Bahia De Tortuga is an interesting place. There is a small village with; a large church, a fishing cooperative, three small grocery stores, a place that sells water, gas station, a hardware store, a few schools, a few restaurants, a long fuel dock and lots of nice folks.
When we awoke this morning there were thousands of birds circling the harbor. At least three different species of seabirds in uncountable numbers. There were a couple of panga fishing boats circling seine nets, the dolphins and seals were all feeding like mad. The wind was up also causing a circulating storm of birds to form above each net. At one point Malo fell within one of these mad circles of thousands of birds causing them to part around her boat like stormy seas in a gale. I walked up to the bow as the air thick with birds passed by within mere feat of me on either side.
Water is precious here. On the days when the mining company is using it, the town gets none. Bev arranged to have 15 gallons delivered to the beach from where we ferried it out to Malo with our dinghy. We used ten of those precious gallons and shared the rest with another boat.

Needless to say, it’s dry here. A desert right next to the ocean. How odd and yet so old and timeless is this place that it seems the very definition of natural.

Next to the dock is the beach we’re most of us cruisers land our dinghies.
Pedro, the big guy on the right side of the photo above wearing a ball cap provides both traffic control, general information, trash service and security all for $20 pesos (one dollar US) per service. It’s a small beach and Pedro keeps good order in his own gentle way.
Right next to where cursers land, the fishermen launch and retrieve their pangas with a farm tractor.
It’s an efficient operation that happens quickly.

and down the road they go…

All this can be seen from the patio of Maria’s Restaurant where one can meet lots of interesting folks, enjoy a meal, check email on a very spotty internet connection all while sipping coffee or an adult beverage.
We’ve met a lot of cruising folks here and heard many interesting stories.

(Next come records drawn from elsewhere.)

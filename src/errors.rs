use actix_web::{http::StatusCode, HttpResponse, ResponseError};
use ethers::providers::ProviderError;
use serde::{Deserialize, Serialize};
use thiserror::Error;

#[derive(Error, Debug)]
pub enum CustomError {
    #[error("Invalid Ethereum Address: {0}")]
    InvalidAddressError(String),

    #[error("Invalid input: {0}")]
    ValidationError(String),

    #[error("Provider error: {0}")]
    ProviderError(#[from] ProviderError),

    #[error("Provider error: {0}")]
    StringifiedProviderError(String),

    #[error("Configuration error: {0}")]
    ConfigError(String),
}

// Error body returned on every non-2xx response
#[derive(Debug, Serialize, Deserialize)]
pub struct ApiError {
    pub message: String,
}

impl ResponseError for CustomError {
    fn status_code(&self) -> StatusCode {
        match self {
            CustomError::InvalidAddressError(_) => StatusCode::BAD_REQUEST,
            CustomError::ValidationError(_) => StatusCode::BAD_REQUEST,
            CustomError::ProviderError(_) => StatusCode::INTERNAL_SERVER_ERROR,
            CustomError::StringifiedProviderError(_) => StatusCode::INTERNAL_SERVER_ERROR,
            CustomError::ConfigError(_) => StatusCode::INTERNAL_SERVER_ERROR,
        }
    }

    fn error_response(&self) -> HttpResponse {
        HttpResponse::build(self.status_code()).json(ApiError {
            message: self.to_string(),
        })
    }
}
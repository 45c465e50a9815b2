pub mod address;
pub mod balance;
pub mod network_config;
pub mod token;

Sea stories have always captivated me. The essential elements are almost always the same; the sea, a boat, weather, crew, drama, boredom, survival or not, acceptance or not and always there is affected change. Sailors read them closely for the lessons learned and especially that ah-ha moment where, if the subjects had just done that one essential action, things would turned out differently and they would have made it thorough unscathed. Seasoned sailors know that it’s almost never one thing that cause a disaster or saves the ship and her crew.
Here in Bahia De Tortuga the stories have been piling up as we cruisers from the the west coast of the US make our first forays down into the remote Baja Peninsula. As in all of life, not just in cruising, it’s how one reacts to setbacks rather that the nature of the setback that makes all the difference. Two events that happened in this very bay serve well to illiterate that notion.
The first happened to a cruising family we first met in San Diego. A young couple on a large sloop with two young children aboard. I was visiting them one morning when the skipper discovered that an expensive fishing rod & reel he had left hanging off the side of his boat was missing. He seemed quite upset with the loss, immediately assumed it had been stolen and that the thief was a local. He announced his intent to go immediately to the police and also to announce his loss to the all the boats in the harbor via the VHF marine radio. I hope that this one incident doesn’t sower his entire experience of this extraordinary place but I fear that it may.
That same day we met an adventurers couple who was on their way to Kirabote via Christmas Island, way out in the Pacific on board a tiny 23’ sloop. They had landed in Turtle Bay and in the process of disembarking a water taxi, the skipper had slipped, fallen into the water between the taxi and his boat. In the process he severely inured his leg so badly that it required hospitalization and his partner wrenched her knee quite severely. The local folks got them medical attention, fed them and put them up until they could get back on their little boat. They had been there a week recovering and seemed undaunted and extremely grateful to the local inhabitants of Bahia De Tortuga who took them in when they were injured, sheltered and cared for them until they could return to the sea.
It feels very much like a frontier out here where folks tend to look after one another. Two boats were leaving the other day, headed down the coast together, Slow Motion and Passages. Slow Motion’s alternator quit along the way and they had to limp back to harbor, Passages accompanied them to make sure they were safe and repaired. Both crews spent the next day working on the problem to no avail. The following day they spoke to the owner of a little beach bar, Antonio to see if he knew of a mechanic in town. He did’t but would ask his brother, who located a mechanic who would try to fix the alternator if they would bring it to the beach the next morning. The damaged part was beyond the mechanic’s ability to repair so he offered to have it shipped 300 miles, much of that over dirt roads, to Ensenada to have it repaired there and so begins another chapter in those boats adventures.
We’ve toped off our water & fuel, started provisioning and our own engine has been starting regularly whenever we try it. We can’t offer any more assistance to Slow Motion than they are already getting so I expect that we’ll be leaving soon, headed out with the next good wind that comes down the coast, bound for an even more remote place; Bahia Santa Maria.